━━━ The records

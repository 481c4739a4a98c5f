//! Property path resolution against a command object graph

use crate::manifest::{Bindable, FieldDescriptor};
use crate::path::{PathError, PropertyPath, Selector};
use crate::value::{Coercion, ConversionError, FieldValue};
use weft_http::ParameterMap;

/// A field reached by a property path, ready for assignment
pub struct Resolved<'a> {
	owner: &'a mut dyn Bindable,
	descriptor: FieldDescriptor,
	selector: Selector,
}

impl<'a> Resolved<'a> {
	pub fn descriptor(&self) -> FieldDescriptor {
		self.descriptor
	}

	/// Index or key of the terminal segment, if any
	pub fn selector(&self) -> &Selector {
		&self.selector
	}

	pub fn assign(&mut self, value: FieldValue, coercion: Coercion) -> Result<(), ConversionError> {
		self.owner
			.assign(self.descriptor.name, &self.selector, value, coercion)
	}

	pub fn value(&mut self) -> Option<FieldValue> {
		self.owner.value(self.descriptor.name, &self.selector)
	}
}

/// Walk `path` from `root` to its terminal field
///
/// Every segment but the last must step into a nested object, an existing
/// list element, or an existing map entry; otherwise the path does not
/// resolve and `Ok(None)` is returned. Each segment is looked up on the
/// current object and then on the objects it extends.
///
/// # Errors
///
/// Returns [`PathError`] when `path` is syntactically malformed.
pub fn resolve<'a>(root: &'a mut dyn Bindable, path: &str) -> Result<Option<Resolved<'a>>, PathError> {
	let parsed = PropertyPath::parse(path)?;
	let (terminal, intermediate) = match parsed.segments().split_last() {
		Some(split) => split,
		None => return Ok(None),
	};

	let mut current = root;
	for segment in intermediate {
		while !current.has_child(&segment.name) {
			current = match current.parent_mut() {
				Some(parent) => parent,
				None => {
					tracing::trace!(path, segment = %segment, "intermediate segment is not declared");
					return Ok(None);
				}
			};
		}
		current = match current.child_mut(&segment.name, &segment.selector) {
			Some(child) => child,
			None => {
				tracing::trace!(path, segment = %segment, "intermediate segment does not resolve");
				return Ok(None);
			}
		};
	}

	let mut owner = current;
	loop {
		if let Some(descriptor) = owner.descriptor(&terminal.name) {
			return Ok(Some(Resolved {
				owner,
				descriptor,
				selector: terminal.selector.clone(),
			}));
		}
		owner = match owner.parent_mut() {
			Some(parent) => parent,
			None => return Ok(None),
		};
	}
}

/// Descriptor of the field `path` ends at, if it resolves
///
/// # Examples
///
/// ```
/// use std::sync::LazyLock;
/// use weft_forms::{FormObject, Manifest, ValueKind, find_field};
///
/// #[derive(Default)]
/// struct Signup {
///     email: String,
///     age: Option<u32>,
/// }
///
/// impl FormObject for Signup {
///     fn manifest() -> &'static Manifest<Self> {
///         static MANIFEST: LazyLock<Manifest<Signup>> = LazyLock::new(|| {
///             Manifest::builder()
///                 .field("email", |s: &mut Signup| &mut s.email)
///                 .field("age", |s: &mut Signup| &mut s.age)
///                 .build()
///         });
///         &MANIFEST
///     }
/// }
///
/// let mut signup = Signup::default();
/// let age = find_field(&mut signup, "age").unwrap().unwrap();
/// assert_eq!(age.field_type.kind, ValueKind::Integer);
/// assert!(!age.field_type.primitive);
/// assert!(find_field(&mut signup, "missing").unwrap().is_none());
/// ```
pub fn find_field(root: &mut dyn Bindable, path: &str) -> Result<Option<FieldDescriptor>, PathError> {
	Ok(resolve(root, path)?.map(|resolved| resolved.descriptor()))
}

/// Current value of the field `path` ends at
pub fn read_value(root: &mut dyn Bindable, path: &str) -> Result<Option<FieldValue>, PathError> {
	Ok(resolve(root, path)?.and_then(|mut resolved| resolved.value()))
}

/// Encode the current values at `paths` as request parameters
///
/// Used to carry properties that are not shown on a page through that page's
/// form. Absent values are left out and list values become repeated
/// parameters.
pub fn hidden_parameters<S: AsRef<str>>(root: &mut dyn Bindable, paths: &[S]) -> Result<ParameterMap, PathError> {
	let mut params = ParameterMap::new();
	for path in paths {
		let path = path.as_ref();
		match read_value(root, path)? {
			Some(FieldValue::List(items)) => {
				for item in items.into_iter().filter(|item| !item.is_null()) {
					params.add(path, item.to_string());
				}
			}
			Some(FieldValue::Null | FieldValue::Bytes(_)) | None => {}
			Some(value) => params.add(path, value.to_string()),
		}
	}
	Ok(params)
}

━━━━━━

Task brief: After reading the entries above, report the number of lines that include the string "parsed". Give no other text.

Response to this task: 2